If you want examples of A.M. which have killed people -- rebirthing is one, acupuncture is another.

In many cases they can be as effective as modern medicine because many diseases respond to placebo effects. Most "real" drugs benefit from placebo effects. New drugs work better than the same drugs a few years later because people don't believe in old drugs as much as they believe in new drugs.
There's not just placebo effects from the treatment itself but also from the administrator of the treatment. Ideally a drug needs to have better than placebo effect in order to be sent out as a treatment for a disease. (Yes the system isn't prefect these are people afterall. But, far, far more drugs are effective at better than placebo effects than A.M.)

There is an implied harm if someone takes a placebo instead of a demonstrably better treatment but in a huge number of areas the "real" treatments are not DEMONSTRABLY better or are only marginally better but with potentially devastating side effects.
Examples please where water is better than treatment?

Each year more people are directly killed or in some way injured by pharmaceuticals than by homeopathic remedies.
This is but half the equation. Each year significantly more people are cured by pharmaceuticals than by homeopathic remedies, ZERO %.

Snake oil has been dressed up in science for more than a century now and that's on the medical as well as the alternative side of the fence. Very few people are willing to put their products to truly open and honest testing that could so negatively effect the bottom line.
I agree that better testing is always a benefit. Take a look at the open and honest testing of A.M. NONE has been found beneficial.
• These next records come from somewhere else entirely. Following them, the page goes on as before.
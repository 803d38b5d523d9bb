use cgmath::*;
use std::sync::Arc;

use crate::geometry::Mesh;
use crate::math::{self, Distribution1D};
use crate::structure::*;

/// Emitter endpoint interface consumed by the path vertex algebra.
///
/// Sampling weights follow the usual bidirectional split: the position
/// weight is the inverse position pdf (no radiance), the direction weight
/// carries the emitted radiance, and `eval` answers the directional
/// emission used when a prefix is connected at the emitter endpoint.
pub trait Emitter: Send + Sync {
    fn sample_position(&self, s: f32, uv: Point2<f32>) -> (SampledPosition, Color);
    fn sample_direction(&self, pos: &SampledPosition, d: Point2<f32>) -> (Vector3<f32>, PDF, Color);
    /// Solid-angle pdf of emitting toward `d` from the sampled position
    fn direction_pdf(&self, pos: &SampledPosition, d: &Vector3<f32>) -> PDF;
    /// Area pdf of the position sampling
    fn position_pdf(&self) -> f32;
    /// Directional emission toward `d`
    fn eval(&self, n: &Vector3<f32>, d: &Vector3<f32>) -> Color;
    fn flux(&self) -> Color;
}

pub struct PointEmitter {
    pub intensity: Color,
    pub position: Point3<f32>,
}

impl Emitter for PointEmitter {
    fn sample_position(&self, _s: f32, _uv: Point2<f32>) -> (SampledPosition, Color) {
        (
            SampledPosition {
                p: self.position,
                // no normal on a point light; the zero vector zeroes the
                // cosine factor, so area strategies never reach it
                n: Vector3::new(0.0, 0.0, 0.0),
                pdf: PDF::Discrete(1.0),
            },
            Color::one(),
        )
    }

    fn sample_direction(&self, _: &SampledPosition, d: Point2<f32>) -> (Vector3<f32>, PDF, Color) {
        let pdf = std::f32::consts::FRAC_1_PI * 0.25;
        (
            math::sample_uniform_sphere(d),
            PDF::SolidAngle(pdf),
            self.intensity * (4.0 * std::f32::consts::PI),
        )
    }

    fn direction_pdf(&self, _: &SampledPosition, _: &Vector3<f32>) -> PDF {
        PDF::SolidAngle(std::f32::consts::FRAC_1_PI * 0.25)
    }

    fn position_pdf(&self) -> f32 {
        1.0
    }

    fn eval(&self, _: &Vector3<f32>, _: &Vector3<f32>) -> Color {
        self.intensity
    }

    fn flux(&self) -> Color {
        self.intensity * (4.0 * std::f32::consts::PI)
    }
}

/// Area light: any emissive mesh. Emission is one-sided (front of the
/// geometric normal) and cosine-distributed.
impl Emitter for Mesh {
    fn sample_position(&self, s: f32, uv: Point2<f32>) -> (SampledPosition, Color) {
        let sampled = self.sample(s, uv);
        (sampled, Color::value(self.total_area()))
    }

    fn sample_direction(&self, pos: &SampledPosition, d: Point2<f32>) -> (Vector3<f32>, PDF, Color) {
        let d_out = math::cosine_sample_hemisphere(d);
        if d_out.z <= 0.0 {
            // Can be due to f32 inaccuracies
            return (pos.n, PDF::SolidAngle(0.0), Color::zero());
        }
        let frame = math::Frame::new(pos.n);
        (
            frame.to_world(d_out),
            PDF::SolidAngle(d_out.z * std::f32::consts::FRAC_1_PI),
            // Le * cos / pdf with the cosine perfectly importance sampled
            self.emission * std::f32::consts::PI,
        )
    }

    fn direction_pdf(&self, pos: &SampledPosition, d: &Vector3<f32>) -> PDF {
        let cos_theta = pos.n.dot(*d);
        if cos_theta <= 0.0 {
            PDF::SolidAngle(0.0)
        } else {
            PDF::SolidAngle(cos_theta * std::f32::consts::FRAC_1_PI)
        }
    }

    fn position_pdf(&self) -> f32 {
        self.pdf()
    }

    fn eval(&self, n: &Vector3<f32>, d: &Vector3<f32>) -> Color {
        // connections multiply the two endpoint evals and 1/r^2, so the
        // emitted cosine has to live here
        let cos_theta = n.dot(*d);
        if cos_theta > 0.0 {
            self.emission * cos_theta
        } else {
            Color::zero()
        }
    }

    fn flux(&self) -> Color {
        self.emission * std::f32::consts::PI * self.total_area()
    }
}

fn get_addr(emitter: &dyn Emitter) -> *const u8 {
    emitter as *const dyn Emitter as *const u8
}

/// Selects emitters proportionally to their power
pub struct EmitterSampler {
    pub emitters: Vec<Arc<dyn Emitter>>,
    pub emitters_cdf: Distribution1D,
}

impl EmitterSampler {
    pub fn new(emitters: Vec<Arc<dyn Emitter>>) -> EmitterSampler {
        assert!(!emitters.is_empty());
        let powers = emitters.iter().map(|e| e.flux().avg()).collect();
        EmitterSampler {
            emitters,
            emitters_cdf: Distribution1D::from_weights(powers),
        }
    }

    pub fn random_select_emitter(&self, v: f32) -> (f32, &dyn Emitter) {
        let id_light = self.emitters_cdf.sample_discrete(v);
        (
            self.emitters_cdf.pdf(id_light),
            self.emitters[id_light].as_ref(),
        )
    }

    /// Selection pdf of a given emitter (reverse lookup by address)
    pub fn pdf(&self, emitter: &dyn Emitter) -> f32 {
        let emitter_addr = get_addr(emitter);
        for (i, e) in self.emitters.iter().enumerate() {
            if get_addr(e.as_ref()) == emitter_addr {
                return self.emitters_cdf.pdf(i);
            }
        }
        warn!("Selection pdf requested for an unregistered emitter");
        0.0
    }

}
use cgmath::Point2;

pub trait Sampler: Send {
    fn next(&mut self) -> f32;
    fn next_u64(&mut self) -> u64;
    fn next2d(&mut self) -> Point2<f32>;
    fn clone_box(&mut self) -> Box<dyn Sampler>;
}

pub mod independent;
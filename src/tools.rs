use byteorder::{LittleEndian, WriteBytesExt};
use cgmath::Point2;
use std::fs::File;
use std::io::Write;

use crate::integrators::ImageBlock;

pub fn save(imgout_path_str: &str, img: &ImageBlock) {
    let output_ext = match std::path::Path::new(imgout_path_str).extension() {
        None => panic!("No file extension provided"),
        Some(x) => std::ffi::OsStr::to_str(x).expect("Issue to unpack the file"),
    };
    match output_ext {
        "pfm" => save_pfm(imgout_path_str, img),
        "png" => save_png(imgout_path_str, img),
        _ => panic!("Unknown output file extension"),
    }
}

pub fn save_pfm(imgout_path_str: &str, img: &ImageBlock) {
    let mut file = File::create(std::path::Path::new(imgout_path_str)).unwrap();
    let header = format!("PF\n{} {}\n-1.0\n", img.size.x, img.size.y);
    file.write_all(header.as_bytes()).unwrap();
    for y in 0..img.size.y {
        for x in 0..img.size.x {
            let p = img.get(Point2::new(x, img.size.y - y - 1));
            file.write_f32::<LittleEndian>(p.r.abs()).unwrap();
            file.write_f32::<LittleEndian>(p.g.abs()).unwrap();
            file.write_f32::<LittleEndian>(p.b.abs()).unwrap();
        }
    }
}

pub fn save_png(imgout_path_str: &str, img: &ImageBlock) {
    let mut image_ldr = image::RgbImage::new(img.size.x, img.size.y);
    for x in 0..img.size.x {
        for y in 0..img.size.y {
            let p = img.get(Point2::new(x, y));
            image_ldr.put_pixel(x, y, image::Rgb(p.to_rgb8()));
        }
    }
    image_ldr
        .save(imgout_path_str)
        .expect("failed to write img into file");
}
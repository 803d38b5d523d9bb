use crate::math;
use crate::structure::*;
use cgmath::*;

pub struct SampledPhase {
    pub d: Vector3<f32>,
    pub weight: Color,
    pub pdf: f32,
}

/// Phase functions are expressed in world space directions
#[derive(Clone, Copy)]
pub enum PhaseFunction {
    Isotropic(),
}

impl PhaseFunction {
    pub fn eval(&self, _w_i: &Vector3<f32>, _w_o: &Vector3<f32>) -> Color {
        match self {
            Self::Isotropic() => Color::value(1.0 / (std::f32::consts::PI * 4.0)),
        }
    }

    pub fn pdf(&self, _w_i: &Vector3<f32>, _w_o: &Vector3<f32>) -> f32 {
        match self {
            Self::Isotropic() => 1.0 / (std::f32::consts::PI * 4.0),
        }
    }

    pub fn sample(&self, _d_in: &Vector3<f32>, u: Point2<f32>) -> SampledPhase {
        match self {
            Self::Isotropic() => SampledPhase {
                d: math::sample_uniform_sphere(u),
                weight: Color::one(),
                pdf: 1.0 / (std::f32::consts::PI * 4.0),
            },
        }
    }
}
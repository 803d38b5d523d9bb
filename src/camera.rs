use cgmath::*;
use std::f32;

use crate::structure::*;

pub struct Camera {
    pub img: Vector2<u32>,
    pub pos: Point3<f32>,
    // orthonormal basis of the sensor (dz looks into the scene)
    dx: Vector3<f32>,
    dy: Vector3<f32>,
    dz: Vector3<f32>,
    // image plane extent at unit distance
    dim_x: f32,
    dim_y: f32,
    dir_top_left: Vector3<f32>,
    screen_du: Vector3<f32>,
    screen_dv: Vector3<f32>,
}

impl Camera {
    pub fn new(
        pos: Point3<f32>,
        dir: Vector3<f32>,
        up: Vector3<f32>,
        img: Vector2<u32>,
        fov: f32,
    ) -> Camera {
        let dz = dir.normalize();
        let dx = -dz.cross(up).normalize();
        let dy = dx.cross(dz).normalize();
        let dim_y = 2.0 * f32::tan((fov / 2.0) * f32::consts::PI / 180.0);
        let aspect_ratio = img.x as f32 / img.y as f32;
        let dim_x = dim_y * aspect_ratio;
        let screen_du = dx * dim_x;
        let screen_dv = dy * dim_y;
        let dir_top_left = dz - 0.5 * screen_du - 0.5 * screen_dv;
        Camera {
            img,
            pos,
            dx,
            dy,
            dz,
            dim_x,
            dim_y,
            dir_top_left,
            screen_du,
            screen_dv,
        }
    }

    pub fn look_at(
        pos: Point3<f32>,
        at: Point3<f32>,
        up: Vector3<f32>,
        img: Vector2<u32>,
        fov: f32,
    ) -> Camera {
        Camera::new(pos, at - pos, up, img, fov)
    }

    pub fn size(&self) -> &Vector2<u32> {
        &self.img
    }

    pub fn position(&self) -> Point3<f32> {
        self.pos
    }

    /// Area of one pixel footprint on the image plane at unit distance
    fn pixel_area(&self) -> f32 {
        (self.dim_x * self.dim_y) / (self.img.x * self.img.y) as f32
    }

    /// Compute the ray direction going through the pixel passed
    pub fn generate(&self, px: Point2<f32>) -> Ray {
        let d = (self.dir_top_left
            + px.x / (self.img.x as f32) * self.screen_du
            + px.y / (self.img.y as f32) * self.screen_dv)
            .normalize();
        Ray::new(self.pos, d)
    }

    /// The pinhole position (Dirac in the area measure)
    pub fn sample_position(&self) -> (SampledPosition, Color) {
        (
            SampledPosition {
                p: self.pos,
                n: self.dz,
                pdf: PDF::Discrete(1.0),
            },
            Color::one(),
        )
    }

    /// Direction through the given raster position. The weight is one: the
    /// importance of a pinhole equals the per-pixel direction pdf.
    pub fn sample_direction(&self, px: Point2<f32>) -> (Vector3<f32>, PDF, Color) {
        let d = self.generate(px).d;
        (d, self.direction_pdf(&d), Color::one())
    }

    /// Solid-angle pdf of sampling `d` through its pixel
    pub fn direction_pdf(&self, d: &Vector3<f32>) -> PDF {
        if self.raster_position(d).is_none() {
            return PDF::SolidAngle(0.0);
        }
        let cos_theta = d.dot(self.dz);
        PDF::SolidAngle(1.0 / (self.pixel_area() * cos_theta.powi(3)))
    }

    /// Importance emitted toward `d` plus the raster position receiving it.
    /// None when the direction falls outside the sensor.
    pub fn eval_direction(&self, d: &Vector3<f32>) -> Option<(Color, Point2<f32>)> {
        let raster = self.raster_position(d)?;
        let cos_theta = d.dot(self.dz);
        let importance = 1.0 / (self.pixel_area() * cos_theta.powi(3));
        Some((Color::value(importance), raster))
    }

    fn raster_position(&self, d: &Vector3<f32>) -> Option<Point2<f32>> {
        let cos_theta = d.dot(self.dz);
        if cos_theta <= 0.0 {
            return None;
        }
        // project on the image plane at unit distance
        let q = *d / cos_theta;
        let u = 0.5 + q.dot(self.dx) / self.dim_x;
        let v = 0.5 + q.dot(self.dy) / self.dim_y;
        if !(0.0..1.0).contains(&u) || !(0.0..1.0).contains(&v) {
            return None;
        }
        Some(Point2::new(u * self.img.x as f32, v * self.img.y as f32))
    }
}

#[cfg(test)]
mod tests {
    use super::*;
    use assert_approx_eq::assert_approx_eq;

    fn camera() -> Camera {
        Camera::look_at(
            Point3::new(0.0, 0.0, 2.0),
            Point3::new(0.0, 0.0, 0.0),
            Vector3::new(0.0, 1.0, 0.0),
            Vector2::new(8, 8),
            60.0,
        )
    }

    #[test]
    fn raster_round_trip() {
        let cam = camera();
        let px = Point2::new(2.3, 5.7);
        let (d, pdf, weight) = cam.sample_direction(px);
        assert_eq!(weight, Color::one());
        let (importance, raster) = cam.eval_direction(&d).unwrap();
        assert_approx_eq!(raster.x, px.x, 1e-3);
        assert_approx_eq!(raster.y, px.y, 1e-3);
        // for a pinhole the importance equals the direction pdf
        assert_approx_eq!(importance.r, pdf.value(), 1e-2);
    }

    #[test]
    fn outside_sensor_rejected() {
        let cam = camera();
        assert!(cam.eval_direction(&Vector3::new(0.0, 0.0, 1.0)).is_none());
        assert!(cam.direction_pdf(&Vector3::new(0.0, 0.0, 1.0)).is_zero());
        // wildly off-axis but front-facing
        let d = (cam.generate(Point2::new(4.0, 4.0)).d + Vector3::new(5.0, 0.0, 0.0)).normalize();
        assert!(cam.eval_direction(&d).is_none());
    }
}
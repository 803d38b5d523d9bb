use cgmath::Point2;
use pbr::ProgressBar;
use rayon::prelude::*;
use std::sync::Mutex;

use crate::accel::Acceleration;
use crate::integrators::*;
use crate::paths::path::{LightPath, MisScratch};
use crate::paths::vertex::TraceState;
use crate::samplers::Sampler;
use crate::scene::Scene;
use crate::structure::Color;
use crate::Scale;

/// Bidirectional path tracer: camera and emitter subpaths are built per
/// pixel sample, every prefix pair is connected and weighted with the
/// balance heuristic. The `t = 0` family splats onto the shared atomic
/// framebuffer instead of the current pixel.
pub struct IntegratorBidir {
    pub max_bounces: usize,
    pub rr_depth: u32,
}

/// Per-worker reusable state: both subpaths and the MIS scratch arrays are
/// preallocated so a `trace_sample` call does not allocate.
pub struct PixelContext<'scene> {
    pub camera_path: LightPath<'scene>,
    pub emitter_path: LightPath<'scene>,
    pub scratch: MisScratch,
}

impl<'scene> PixelContext<'scene> {
    pub fn new(max_bounces: usize) -> PixelContext<'scene> {
        PixelContext {
            camera_path: LightPath::new(max_bounces + 1),
            emitter_path: LightPath::new(max_bounces + 1),
            scratch: MisScratch::new(max_bounces),
        }
    }
}

impl IntegratorBidir {
    pub fn trace_sample<'scene>(
        &self,
        pix: Point2<f32>,
        scene: &'scene Scene,
        accel: &'scene dyn Acceleration,
        sampler: &mut dyn Sampler,
        ctx: &mut PixelContext<'scene>,
        splats: &AtomicFramebuffer,
    ) -> Color {
        // Build the two subpaths
        ctx.camera_path.start_camera_path(&scene.camera, pix);
        let mut state = TraceState::new(self.rr_depth);
        ctx.camera_path.trace_path(accel, sampler, &mut state);

        ctx.emitter_path.start_emitter_path(&scene.emitters, sampler);
        let mut state = TraceState::new(self.rr_depth);
        ctx.emitter_path.trace_path(accel, sampler, &mut state);

        // Emission gathered when the camera path lands on a light
        let mut l = ctx
            .camera_path
            .weighted_path_emission(scene, &mut ctx.scratch);

        for s in 0..ctx.emitter_path.len() {
            for t in 0..ctx.camera_path.len() {
                if s + t > self.max_bounces {
                    continue;
                }
                if s == 0 && t == 0 {
                    // directly visible emitters are already handled by the
                    // path emission estimator
                    continue;
                }
                let a = ctx.emitter_path.vertex(s);
                let b = ctx.camera_path.vertex(t);
                if !a.connectable() || !b.connectable() {
                    continue;
                }

                if t == 0 {
                    // light tracing family: splat on the pixel the camera
                    // reports, never on the current one
                    if let Some((w, raster)) = LightPath::connect_camera(accel, b, a) {
                        if !w.is_zero() {
                            let mis = LightPath::mis_weight(
                                &ctx.camera_path,
                                &ctx.emitter_path,
                                s,
                                t,
                                &mut ctx.scratch,
                            );
                            splats.splat(raster, w * mis);
                        }
                    }
                } else {
                    let c = LightPath::connect(accel, a, b);
                    if !c.is_zero() {
                        let mis = LightPath::mis_weight(
                            &ctx.camera_path,
                            &ctx.emitter_path,
                            s,
                            t,
                            &mut ctx.scratch,
                        );
                        l += c * mis;
                    }
                }
            }
        }
        l
    }
}
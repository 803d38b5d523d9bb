use cgmath::{Point3, Vector2, Vector3};
use clap::{Parser, ValueEnum};
use std::time::Instant;

#[macro_use]
extern crate log;

use lightpath::accel::NaiveAcceleration;
use lightpath::bsdfs::diffuse::BSDFDiffuse;
use lightpath::bsdfs::specular::BSDFSpecular;
use lightpath::camera::Camera;
use lightpath::emitter::{Emitter, PointEmitter};
use lightpath::geometry::{quad, Mesh};
use lightpath::integrators::bidir::IntegratorBidir;
use lightpath::integrators::Integrator;
use lightpath::samplers::independent::IndependentSampler;
use lightpath::samplers::Sampler;
use lightpath::scene::Scene;
use lightpath::structure::Color;
use lightpath::tools::save;
use std::sync::Arc;

#[derive(Debug, Copy, Clone, PartialEq, Eq, ValueEnum)]
enum DemoScene {
    /// Diffuse box with an area light
    Cbox,
    /// Mirror panel reflecting a point light
    Mirror,
}

#[derive(Debug, Parser)]
#[command(version, about = "bidirectional path tracer")]
struct Cli {
    /// Output image (png or pfm)
    #[arg(long, short, default_value = "out.png")]
    output: String,
    /// Number of samples per pixel
    #[arg(long, short, default_value_t = 16)]
    nbsamples: usize,
    /// Number of threads (default: all)
    #[arg(long, short)]
    threads: Option<usize>,
    /// Image size
    #[arg(long, short, default_value_t = 256)]
    size: u32,
    /// Maximum number of bounces
    #[arg(long, short, default_value_t = 5)]
    max_bounces: usize,
    /// Bounce count after which Russian roulette starts
    #[arg(long, short, default_value_t = 3)]
    rr_depth: u32,
    /// Random seed
    #[arg(long, default_value_t = 0)]
    seed: u64,
    /// Built-in scene to render
    #[arg(long, value_enum, default_value_t = DemoScene::Cbox)]
    scene: DemoScene,
}

fn diffuse(c: Color) -> Box<BSDFDiffuse> {
    Box::new(BSDFDiffuse { diffuse: c })
}

/// Classic closed box: white walls, red/green sides, area light on top
fn cornell_box(img: Vector2<u32>, nb_samples: usize) -> Scene {
    let camera = Camera::look_at(
        Point3::new(0.0, 0.0, 3.5),
        Point3::new(0.0, 0.0, 0.0),
        Vector3::new(0.0, 1.0, 0.0),
        img,
        39.0,
    );

    let white = Color::value(0.7);
    let red = Color::new(0.63, 0.065, 0.05);
    let green = Color::new(0.14, 0.45, 0.09);

    let mut meshes = vec![];
    let mut face = |name: &str, c: Point3<f32>, e1: Vector3<f32>, e2: Vector3<f32>, col: Color| {
        let (v, i) = quad(c, e1, e2);
        meshes.push(Mesh::new(name, v, i, diffuse(col)));
    };
    // interior of [-1,1]^3, normals inward
    face(
        "back",
        Point3::new(-1.0, -1.0, -1.0),
        Vector3::new(2.0, 0.0, 0.0),
        Vector3::new(0.0, 2.0, 0.0),
        white,
    );
    face(
        "floor",
        Point3::new(-1.0, -1.0, -1.0),
        Vector3::new(0.0, 0.0, 2.0),
        Vector3::new(2.0, 0.0, 0.0),
        white,
    );
    face(
        "ceiling",
        Point3::new(-1.0, 1.0, -1.0),
        Vector3::new(2.0, 0.0, 0.0),
        Vector3::new(0.0, 0.0, 2.0),
        white,
    );
    face(
        "left",
        Point3::new(-1.0, -1.0, -1.0),
        Vector3::new(0.0, 2.0, 0.0),
        Vector3::new(0.0, 0.0, 2.0),
        red,
    );
    face(
        "right",
        Point3::new(1.0, -1.0, -1.0),
        Vector3::new(0.0, 0.0, 2.0),
        Vector3::new(0.0, 2.0, 0.0),
        green,
    );

    // light panel just below the ceiling
    let (v, i) = quad(
        Point3::new(-0.25, 0.98, -0.25),
        Vector3::new(0.5, 0.0, 0.0),
        Vector3::new(0.0, 0.0, 0.5),
    );
    let mut panel = Mesh::new("light", v, i, diffuse(Color::zero()));
    panel.emission = Color::value(20.0);
    meshes.push(panel);

    Scene::new(camera, meshes, vec![], nb_samples)
}

/// A tilted mirror bouncing the view toward a lit floor
fn mirror_scene(img: Vector2<u32>, nb_samples: usize) -> Scene {
    let camera = Camera::look_at(
        Point3::new(0.0, 0.0, 0.0),
        Point3::new(0.0, 0.0, 2.0),
        Vector3::new(0.0, 1.0, 0.0),
        img,
        50.0,
    );

    let mut meshes = vec![];
    // 45 degree mirror in front of the camera
    let e1 = Vector3::new(0.0, 2.0, 2.0) / 2.0f32.sqrt() * 3.0;
    let e2 = Vector3::new(3.0, 0.0, 0.0);
    let (v, i) = quad(Point3::new(0.0, 0.0, 2.0) - e1 * 0.5 - e2 * 0.5, e1, e2);
    meshes.push(Mesh::new(
        "mirror",
        v,
        i,
        Box::new(BSDFSpecular {
            specular: Color::value(0.95),
        }),
    ));
    // diffuse panel overhead, seen through the mirror
    let (v, i) = quad(
        Point3::new(-3.0, 3.0, -1.0),
        Vector3::new(6.0, 0.0, 0.0),
        Vector3::new(0.0, 0.0, 6.0),
    );
    meshes.push(Mesh::new("panel", v, i, diffuse(Color::value(0.6))));

    let light: Arc<dyn Emitter> = Arc::new(PointEmitter {
        intensity: Color::value(10.0),
        position: Point3::new(0.0, 1.5, 1.0),
    });
    Scene::new(camera, meshes, vec![light], nb_samples)
}

fn main() {
    env_logger::Builder::from_default_env()
        .format_timestamp_millis()
        .init();

    let cli = Cli::parse();
    let img = Vector2::new(cli.size, cli.size);
    let mut scene = match cli.scene {
        DemoScene::Cbox => cornell_box(img, cli.nbsamples),
        DemoScene::Mirror => mirror_scene(img, cli.nbsamples),
    };
    scene.nb_threads = cli.threads;

    let accel = NaiveAcceleration::new(&scene);
    let mut sampler: Box<dyn Sampler> = Box::new(IndependentSampler::from_seed(cli.seed));
    let mut integrator = IntegratorBidir {
        max_bounces: cli.max_bounces,
        rr_depth: cli.rr_depth,
    };

    info!(
        "Rendering {}x{} with {} spp, {} bounces",
        img.x, img.y, cli.nbsamples, cli.max_bounces
    );
    let start = Instant::now();
    let image = integrator.compute(sampler.as_mut(), &accel, &scene);
    info!("Render time: {:?}", start.elapsed());

    let avg = image.average();
    info!("Average radiance: {:?}", avg);
    save(&cli.output, &image);
    info!("Image written to {}", cli.output);
}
A good recent transcript to read is Robert Wilson of the British Association of Homeopathic Manufacturers You have to love this line --
"Q1 Chairman: I wonder if I could start with you, Paul, this morning. You actually manufacture and sell homeopathic remedies. Do they work beyond the placebo effect, very briefly?
...
Mr Bennett: I have no evidence before me to suggest that they are efficacious, and we look very much for the evidence to support that, and so I am unable to give you a yes or no answer to that question."
 
FluffyMcDeath said:
Glaucus said:
Fluffy said it would be a great way to spray stuff secretly, except that it's a terrible way to spray stuff secretly as it seems to have captured the interest of a lot of people.

Did I not put enough caveats in my post?
Nah, sorry I didn't mean for my post to be taken as a direct reply to your post. I meant to build on your post but it came across as a reply to you. I should have said something like this instead: "Like Fluffy stated some believe using airliners is a great way to secretly spray chems..." Didn't mean to imply that you also believe that. Please disregard.